BEGIN MATERIAL TO PROCESS

//! Render pipelines for the projected tesseract
//!
//! Two pipelines share one shader module and one uniform bind group. They
//! differ only in primitive assembly: triangles for the faces, lines for the
//! wireframe. Depth is tested but never written, so translucent faces do not
//! hide each other.

use wgpu::util::DeviceExt;

use super::types::{vertex_buffer_layout, DrawCall, Primitive, SceneUniforms};

/// Depth buffer format shared by both pipelines
pub const DEPTH_FORMAT: wgpu::TextureFormat = wgpu::TextureFormat::Depth32Float;

/// Offscreen attachments sized to the surface
struct RenderTargets {
    depth: wgpu::TextureView,
    /// Multisampled color target, resolved into the surface (None at 1x)
    msaa: Option<wgpu::TextureView>,
    size: (u32, u32),
}

/// Face and wireframe pipelines plus the resources they share
pub struct HypercubePipeline {
    face_pipeline: wgpu::RenderPipeline,
    mesh_pipeline: wgpu::RenderPipeline,
    uniform_buffer: wgpu::Buffer,
    bind_group: wgpu::BindGroup,
    surface_format: wgpu::TextureFormat,
    sample_count: u32,
    targets: Option<RenderTargets>,
}

impl HypercubePipeline {
    /// Create both pipelines for the given surface format and MSAA sample count
    pub fn new(
        device: &wgpu::Device,
        surface_format: wgpu::TextureFormat,
        sample_count: u32,
        draws: &[DrawCall; 2],
    ) -> Self {
        let bind_group_layout = device.create_bind_group_layout(&wgpu::BindGroupLayoutDescriptor {
            label: Some("Hypercube Bind Group Layout"),
            entries: &[wgpu::BindGroupLayoutEntry {
                binding: 0,
                visibility: wgpu::ShaderStages::VERTEX,
                ty: wgpu::BindingType::Buffer {
                    ty: wgpu::BufferBindingType::Uniform,
                    has_dynamic_offset: false,
                    min_binding_size: None,
                },
                count: None,
            }],
        });

        let pipeline_layout = device.create_pipeline_layout(&wgpu::PipelineLayoutDescriptor {
            label: Some("Hypercube Pipeline Layout"),
            bind_group_layouts: &[&bind_group_layout],
            push_constant_ranges: &[],
        });

        let shader = device.create_shader_module(wgpu::ShaderModuleDescriptor {
            label: Some("Hypercube Shader"),
            source: wgpu::ShaderSource::Wgsl(include_str!("../shaders/hypercube.wgsl").into()),
        });

        let build = |call: &DrawCall, label: &str| {
            device.create_render_pipeline(&wgpu::RenderPipelineDescriptor {
                label: Some(label),
                layout: Some(&pipeline_layout),
                vertex: wgpu::VertexState {
                    module: &shader,
                    entry_point: Some("vs_main"),
                    buffers: &[vertex_buffer_layout()],
                    compilation_options: wgpu::PipelineCompilationOptions::default(),
                },
                fragment: Some(wgpu::FragmentState {
                    module: &shader,
                    entry_point: Some("fs_main"),
                    targets: &[Some(wgpu::ColorTargetState {
                        format: surface_format,
                        blend: Some(call.blend.state()),
                        write_mask: wgpu::ColorWrites::ALL,
                    })],
                    compilation_options: wgpu::PipelineCompilationOptions::default(),
                }),
                primitive: wgpu::PrimitiveState {
                    topology: call.primitive.topology(),
                    strip_index_format: None,
                    front_face: wgpu::FrontFace::Ccw,
                    // Both windings of every face are visible through the others
                    cull_mode: None,
                    unclipped_depth: false,
                    polygon_mode: wgpu::PolygonMode::Fill,
                    conservative: false,
                },
                depth_stencil: Some(wgpu::DepthStencilState {
                    format: DEPTH_FORMAT,
                    depth_write_enabled: false,
                    depth_compare: wgpu::CompareFunction::LessEqual,
                    stencil: wgpu::StencilState::default(),
                    bias: wgpu::DepthBiasState::default(),
                }),
                multisample: wgpu::MultisampleState {
                    count: sample_count,
                    mask: !0,
                    alpha_to_coverage_enabled: false,
                },
                multiview: None,
                cache: None,
            })
        };

        let face_pipeline = build(&draws[0], "Hypercube Face Pipeline");
        let mesh_pipeline = build(&draws[1], "Hypercube Mesh Pipeline");

        let uniform_buffer = device.create_buffer_init(&wgpu::util::BufferInitDescriptor {
            label: Some("Hypercube Uniform Buffer"),
            contents: bytemuck::bytes_of(&SceneUniforms::default()),
            usage: wgpu::BufferUsages::UNIFORM | wgpu::BufferUsages::COPY_DST,
        });

        let bind_group = device.create_bind_group(&wgpu::BindGroupDescriptor {
            label: Some("Hypercube Bind Group"),
            layout: &bind_group_layout,
            entries: &[wgpu::BindGroupEntry {
                binding: 0,
                resource: uniform_buffer.as_entire_binding(),
            }],
        });

        Self {
            face_pipeline,
            mesh_pipeline,
            uniform_buffer,
            bind_group,
            surface_format,
            sample_count,
            targets: None,
        }
    }

    /// Pipeline matching a draw's primitive assembly
    pub fn pipeline_for(&self, call: &DrawCall) -> &wgpu::RenderPipeline {
        match call.primitive {
            Primitive::TriangleList => &self.face_pipeline,
            Primitive::LineList => &self.mesh_pipeline,
        }
    }

    pub fn bind_group(&self) -> &wgpu::BindGroup {
        &self.bind_group
    }

    /// Upload new scene matrices
    pub fn update_uniforms(&self, queue: &wgpu::Queue, uniforms: &SceneUniforms) {
        queue.write_buffer(&self.uniform_buffer, 0, bytemuck::bytes_of(uniforms));
    }

    /// Ensure depth and multisample targets exist and match the surface size
    pub fn ensure_targets(&mut self, device: &wgpu::Device, width: u32, height: u32) {
        let size = (width.max(1), height.max(1));
        if self.targets.as_ref().is_some_and(|t| t.size == size) {
            return;
        }

        let extent = wgpu::Extent3d {
            width: size.0,
            height: size.1,
            depth_or_array_layers: 1,
        };

        let depth = device.create_texture(&wgpu::TextureDescriptor {
            label: Some("Hypercube Depth Texture"),
            size: extent,
            mip_level_count: 1,
            sample_count: self.sample_count,
            dimension: wgpu::TextureDimension::D2,
            format: DEPTH_FORMAT,
            usage: wgpu::TextureUsages::RENDER_ATTACHMENT,
            view_formats: &[],
        });

        let msaa = (self.sample_count > 1).then(|| {
            device
                .create_texture(&wgpu::TextureDescriptor {
                    label: Some("Hypercube MSAA Texture"),
                    size: extent,
                    mip_level_count: 1,
                    sample_count: self.sample_count,
                    dimension: wgpu::TextureDimension::D2,
                    format: self.surface_format,
                    usage: wgpu::TextureUsages::RENDER_ATTACHMENT,
                    view_formats: &[],
                })
                .create_view(&wgpu::TextureViewDescriptor::default())
        });

        log::debug!("Render targets resized to {}x{} ({}x MSAA)", size.0, size.1, self.sample_count);

        self.targets = Some(RenderTargets {
            depth: depth.create_view(&wgpu::TextureViewDescriptor::default()),
            msaa,
            size,
        });
    }

    /// Begin the single pass that clears the frame and receives both draws
    ///
    /// Returns None until [`Self::ensure_targets`] has been called.
    pub fn begin_pass<'e>(
        &self,
        encoder: &'e mut wgpu::CommandEncoder,
        surface_view: &wgpu::TextureView,
        clear_color: wgpu::Color,
    ) -> Option<wgpu::RenderPass<'e>> {
        let targets = self.targets.as_ref()?;

        let (view, resolve_target) = match &targets.msaa {
            Some(msaa) => (msaa, Some(surface_view)),
            None => (surface_view, None),
        };

        Some(encoder.begin_render_pass(&wgpu::RenderPassDescriptor {
            label: Some("Hypercube Render Pass"),
            color_attachments: &[Some(wgpu::RenderPassColorAttachment {
                view,
                resolve_target,
                ops: wgpu::Operations {
                    load: wgpu::LoadOp::Clear(clear_color),
                    store: wgpu::StoreOp::Store,
                },
            })],
            depth_stencil_attachment: Some(wgpu::RenderPassDepthStencilAttachment {
                view: &targets.depth,
                depth_ops: Some(wgpu::Operations {
                    load: wgpu::LoadOp::Clear(1.0),
                    store: wgpu::StoreOp::Discard,
                }),
                stencil_ops: None,
            }),
            timestamp_writes: None,
            occlusion_query_set: None,
        }))
    }
}
//! Tesseract4D - interactive 4D hypercube viewer
//!
//! Host-side pieces of the viewer: configuration, key mapping, and the
//! window, simulation and render systems driven by the event loop in `main`.

pub mod config;
pub mod input;
pub mod systems;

END MATERIAL TO PROCESS

**TASK PROMPT**
Send back the lines of the records word for word, from the very first through the line containing "pub struct HypercubePipeline".

**EXERCISE OUTPUT**
//! Render pipelines for the projected tesseract
//!
//! Two pipelines share one shader module and one uniform bind group. They
//! differ only in primitive assembly: triangles for the faces, lines for the
//! wireframe. Depth is tested but never written, so translucent faces do not
//! hide each other.

use wgpu::util::DeviceExt;

use super::types::{vertex_buffer_layout, DrawCall, Primitive, SceneUniforms};

/// Depth buffer format shared by both pipelines
pub const DEPTH_FORMAT: wgpu::TextureFormat = wgpu::TextureFormat::Depth32Float;

/// Offscreen attachments sized to the surface
struct RenderTargets {
    depth: wgpu::TextureView,
    /// Multisampled color target, resolved into the surface (None at 1x)
    msaa: Option<wgpu::TextureView>,
    size: (u32, u32),
}

/// Face and wireframe pipelines plus the resources they share
pub struct HypercubePipeline {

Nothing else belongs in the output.